Briana Jegier, PhD, CLC , Health Systems Management, Rush University, Chicago, IL
Tricia Johnson, PhD , Rush University, Department of Health Systems Management, Chicago, IL
Janet Engstrom, PhD, RN, CNM, WHNP-BC , Department of Women, Children and Family Nursing, Rush University and Frontier Nursing University, Chicago, IL
Paula Meier, PhD, RN, FAAN , Department of Women, Children and Family Nursing, and Department of Pediatrics, Rush University, Chicago, IL
OBJECTIVES: Human milk (HM) is considered the optimal feeding choice for infants admitted to the neonatal intensive care unit (NICU) because it is associated with lower incidence and severity of prematurity-related co-morbidities. In the United States, many NICUs have low HM feeding rates and struggle to support mothers who want to provide HM. This study compares the cost of human milk feeding and formula feeding in the NICU. METHODS: This study examined institutional cost and resource data from a 57-bed level III NICU (n=15,000 infant days annually) at an academic medical center and maternal milk volume records from a subset of mothers with infants admitted to the NICU (n=158). Resource utilization and cost data were obtained from budget reports, direct observation of feeding practices and interview with NICU personnel. Maternal milk volume records were obtained from mothers participating in a prospective cohort study. Analyses examined the cost of providing lactation equipment relative to milk volume, and costs for staff time, supplies, space, and formula representative activities. RESULTS: Preliminary results demonstrate that the cost of lactation equipment per 100 mL of HM provided varies from $9.74 for mothers who produce less than 100 mL per day to $0.23 for mothers who produce greater than 700 mL per day. CONCLUSIONS: This study is ongoing but preliminary results suggest that the cost to provide lactation equipment is relatively inexpensive as a function of milk volume. This study can be used by providers and policymakers to improve NICU resource support for HM feeding.

Learning Areas:
Biostatistics, economics
Provision of health care to the public

Learning Objectives:
Compare and contrast the cost human milk and formula feeding in the neonatal intensive care unit. Compare the cost of human milk for mothers with low volume and high volume.

Keywords: Cost Issues, Breastfeeding

Presenting author's disclosure statement:

Qualified on the content I am responsible for because: I have been a breastfeeding researcher for the past 10 years.
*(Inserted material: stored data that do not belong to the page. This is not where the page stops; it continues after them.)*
//! Analysis records.
//!
//! An [`AnalysisRecord`] is built once by the [`Assembler`](crate::Assembler) and never changes
//! afterwards: its fields are private and exposed through accessors only. The structured parts
//! the core never inspects (fingerprint, action plan) are plain data passed through as received.

use chrono::{DateTime, Utc};
use rda_types::{Priority, Severity};
use rda_uuid::Identifier;
use serde::{Deserialize, Serialize};

/// Half-open byte range `[start, end)` into a record's source text.
///
/// Ranges produced by the locator always lie on character boundaries.
#[derive(Debug, Clone, Copy, PartialEq, Eq, Hash, Serialize, Deserialize)]
pub struct TextRange {
    pub start: usize,
    pub end: usize,
}

impl TextRange {
    /// Returns `None` for empty or inverted ranges.
    pub fn new(start: usize, end: usize) -> Option<Self> {
        (start < end).then_some(Self { start, end })
    }

    /// The slice of `text` covered by this range, if it is non-empty, in bounds and on
    /// character boundaries.
    pub fn slice<'a>(&self, text: &'a str) -> Option<&'a str> {
        if self.start >= self.end {
            return None;
        }
        text.get(self.start..self.end)
    }
}

/// Tone and dominance summary produced by the analyzer.
#[derive(Debug, Clone, PartialEq, Serialize, Deserialize)]
#[serde(rename_all = "camelCase")]
pub struct Fingerprint {
    pub tags: Vec<String>,
    pub dominance_ratio: String,
    pub validation_score: f64,
}

#[derive(Debug, Clone, PartialEq, Eq, Serialize, Deserialize)]
#[serde(rename_all = "camelCase")]
pub struct Advice {
    pub title: String,
    pub text: String,
    pub priority: Priority,
}

/// Alternative replies suggested to the user.
#[derive(Debug, Clone, PartialEq, Eq, Serialize, Deserialize)]
#[serde(rename_all = "camelCase")]
pub struct ReplySuggestions {
    pub deescalating: String,
    pub assertive: String,
    pub rationale: String,
}

#[derive(Debug, Clone, PartialEq, Eq, Serialize, Deserialize)]
#[serde(rename_all = "camelCase")]
pub struct ActionPlan {
    pub conclusion: String,
    pub advice: Vec<Advice>,
    pub replies: ReplySuggestions,
}

/// One flagged rhetorical pattern together with the evidence the analyzer cited for it.
#[derive(Debug, Clone, PartialEq, Eq, Serialize, Deserialize)]
#[serde(rename_all = "camelCase")]
pub struct DetectedPattern {
    pub(crate) id: Identifier,
    pub(crate) name: String,
    pub(crate) citation: String,
    pub(crate) explanation: String,
    pub(crate) countermeasure: String,
    pub(crate) severity: Severity,
    #[serde(default, skip_serializing_if = "Option::is_none")]
    pub(crate) range: Option<TextRange>,
}

impl DetectedPattern {
    pub fn id(&self) -> Identifier {
        self.id
    }

    pub fn name(&self) -> &str {
        &self.name
    }

    pub fn citation(&self) -> &str {
        &self.citation
    }

    pub fn explanation(&self) -> &str {
        &self.explanation
    }

    pub fn countermeasure(&self) -> &str {
        &self.countermeasure
    }

    pub fn severity(&self) -> Severity {
        self.severity
    }

    /// Where the citation was found in the source text; `None` if it could not be located.
    pub fn range(&self) -> Option<TextRange> {
        self.range
    }
}

/// The complete, immutable result of one analysis.
#[derive(Debug, Clone, PartialEq, Serialize, Deserialize)]
#[serde(rename_all = "camelCase")]
pub struct AnalysisRecord {
    pub(crate) id: Identifier,
    pub(crate) created_at: DateTime<Utc>,
    pub(crate) source_text: String,
    #[serde(default)]
    pub(crate) context: String,
    pub(crate) summary: String,
    #[serde(default)]
    pub(crate) subtext: String,
    pub(crate) score: f64,
    pub(crate) safety_alert: bool,
    pub(crate) fingerprint: Fingerprint,
    pub(crate) patterns: Vec<DetectedPattern>,
    pub(crate) plan: ActionPlan,
}

impl AnalysisRecord {
    pub fn id(&self) -> Identifier {
        self.id
    }

    pub fn created_at(&self) -> DateTime<Utc> {
        self.created_at
    }

    /// The submitted conversation, exactly as received.
    pub fn source_text(&self) -> &str {
        &self.source_text
    }

    pub fn context(&self) -> &str {
        &self.context
    }

    pub fn summary(&self) -> &str {
        &self.summary
    }

    pub fn subtext(&self) -> &str {
        &self.subtext
    }

    pub fn score(&self) -> f64 {
        self.score
    }

    pub fn safety_alert(&self) -> bool {
        self.safety_alert
    }

    pub fn fingerprint(&self) -> &Fingerprint {
        &self.fingerprint
    }

    /// Detected patterns in the order the analyzer emitted them.
    pub fn patterns(&self) -> &[DetectedPattern] {
        &self.patterns
    }

    pub fn plan(&self) -> &ActionPlan {
        &self.plan
    }

    pub fn pattern(&self, id: Identifier) -> Option<&DetectedPattern> {
        self.patterns.iter().find(|p| p.id == id)
    }
}

#[cfg(test)]
mod tests {
    use super::*;

    #[test]
    fn text_range_rejects_empty_and_inverted() {
        assert!(TextRange::new(3, 3).is_none());
        assert!(TextRange::new(5, 2).is_none());
        assert_eq!(TextRange::new(0, 5), Some(TextRange { start: 0, end: 5 }));
    }

    #[test]
    fn text_range_slice_checks_bounds_and_boundaries() {
        let text = "Grüße";
        assert_eq!(TextRange { start: 0, end: 4 }.slice(text), Some("Grü"));
        // 'ü' occupies bytes 2..4; 3 is inside it.
        assert_eq!(TextRange { start: 3, end: 4 }.slice(text), None);
        assert_eq!(TextRange { start: 0, end: 99 }.slice(text), None);
        assert_eq!(TextRange { start: 2, end: 2 }.slice(text), None);
    }

    #[test]
    fn pattern_without_range_omits_field() {
        let pattern = DetectedPattern {
            id: Identifier::from_u128(1),
            name: "Gaslighting".into(),
            citation: "you dreamt it".into(),
            explanation: "Denies a shared memory".into(),
            countermeasure: "Keep written records".into(),
            severity: Severity::High,
            range: None,
        };

        let json = serde_json::to_value(&pattern).unwrap();
        assert!(json.get("range").is_none());
        assert_eq!(json["severity"], "high");

        let back: DetectedPattern = serde_json::from_value(json).unwrap();
        assert_eq!(back, pattern);
    }
}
My area of focus is the cost of breastfeeding, particularly for pump dependent women and infants admitted to the NICU.
Any relevant financial relationships? No

I agree to comply with the American Public Health Association Conflict of Interest and Commercial Support Guidelines, and to disclose to the participants any off-label or experimental uses of a commercial product or service discussed in my presentation.